TASK GOAL.
Copy every record that appears below, exactly as it stands.

[Collected data]
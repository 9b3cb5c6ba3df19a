//! HTTP transport for the short link service.
//!
//! `POST /` creates a link, `GET /{shortCode}` redirects, any other method
//! is answered by the request handler as unsupported.

pub mod app;
pub mod handlers;
pub mod response;
pub mod state;

pub use app::App;
pub use state::AppState;
use shortly_shortener::RequestHandler;

#[derive(Clone)]
pub struct AppState {
    handler: RequestHandler,
}

impl AppState {
    pub fn new(handler: RequestHandler) -> Self {
        Self { handler }
    }

    pub fn handler(&self) -> &RequestHandler {
        &self.handler
    }
}
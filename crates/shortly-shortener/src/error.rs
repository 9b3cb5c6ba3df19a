use shortly_core::{ShortenerError, StorageError};
use thiserror::Error;

/// Everything that can stop a request from succeeding.
///
/// Each variant maps to one status code and one public message; the
/// internal detail carried by a variant is only ever logged.
#[derive(Debug, Clone, Error)]
pub enum HandlerError {
    #[error("missing longUrl parameter")]
    MissingLongUrl,
    #[error("short url not found: {0}")]
    NotFound(String),
    #[error("unsupported request method: {0}")]
    UnsupportedMethod(String),
    #[error("malformed request body: {0}")]
    MalformedBody(String),
    #[error("storage backend failed: {0}")]
    Backend(#[source] StorageError),
}

impl HandlerError {
    /// HTTP status code reported to the caller.
    pub fn status(&self) -> u16 {
        match self {
            HandlerError::MissingLongUrl | HandlerError::UnsupportedMethod(_) => 400,
            HandlerError::NotFound(_) => 404,
            // unparseable bodies share the catch-all 500
            HandlerError::MalformedBody(_) | HandlerError::Backend(_) => 500,
        }
    }

    /// Message placed in the `error` field of the response body.
    pub fn public_message(&self) -> &'static str {
        match self {
            HandlerError::MissingLongUrl => "Missing longUrl parameter",
            HandlerError::NotFound(_) => "Short URL not found",
            HandlerError::UnsupportedMethod(_) => "Unsupported request method",
            HandlerError::MalformedBody(_) | HandlerError::Backend(_) => "Internal Server Error",
        }
    }
}

impl From<ShortenerError> for HandlerError {
    fn from(value: ShortenerError) -> Self {
        match value {
            ShortenerError::EmptyUrl => HandlerError::MissingLongUrl,
            ShortenerError::Storage(source) => HandlerError::Backend(source),
        }
    }
}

EXPECTED ANSWER.
repository 9b3cb5c6ba3df19a
//! HTTP transport for the short link service.
//!
//! `POST /` creates a link, `GET /{shortCode}` redirects, any other method
//! is answered by the request handler as unsupported.

pub mod app;
pub mod handlers;
pub mod response;
pub mod state;

pub use app::App;
pub use state::AppState;
use shortly_shortener::RequestHandler;

#[derive(Clone)]
pub struct AppState {
    handler: RequestHandler,
}

impl AppState {
    pub fn new(handler: RequestHandler) -> Self {
        Self { handler }
    }

    pub fn handler(&self) -> &RequestHandler {
        &self.handler
    }
}
filename crates/shortly-shortener/src/error.rs
repository 9b3cb5c6ba3df19a
use shortly_core::{ShortenerError, StorageError};
use thiserror::Error;

/// Everything that can stop a request from succeeding.
///
/// Each variant maps to one status code and one public message; the
/// internal detail carried by a variant is only ever logged.
#[derive(Debug, Clone, Error)]
pub enum HandlerError {
    #[error("missing longUrl parameter")]
    MissingLongUrl,
    #[error("short url not found: {0}")]
    NotFound(String),
    #[error("unsupported request method: {0}")]
    UnsupportedMethod(String),
    #[error("malformed request body: {0}")]
    MalformedBody(String),
    #[error("storage backend failed: {0}")]
    Backend(#[source] StorageError),
}

impl HandlerError {
    /// HTTP status code reported to the caller.
    pub fn status(&self) -> u16 {
        match self {
            HandlerError::MissingLongUrl | HandlerError::UnsupportedMethod(_) => 400,
            HandlerError::NotFound(_) => 404,
            // unparseable bodies share the catch-all 500
            HandlerError::MalformedBody(_) | HandlerError::Backend(_) => 500,
        }
    }

    /// Message placed in the `error` field of the response body.
    pub fn public_message(&self) -> &'static str {
        match self {
            HandlerError::MissingLongUrl => "Missing longUrl parameter",
            HandlerError::NotFound(_) => "Short URL not found",
            HandlerError::UnsupportedMethod(_) => "Unsupported request method",
            HandlerError::MalformedBody(_) | HandlerError::Backend(_) => "Internal Server Error",
        }
    }
}

impl From<ShortenerError> for HandlerError {
    fn from(value: ShortenerError) -> Self {
        match value {
            ShortenerError::EmptyUrl => HandlerError::MissingLongUrl,
            ShortenerError::Storage(source) => HandlerError::Backend(source),
        }
    }
}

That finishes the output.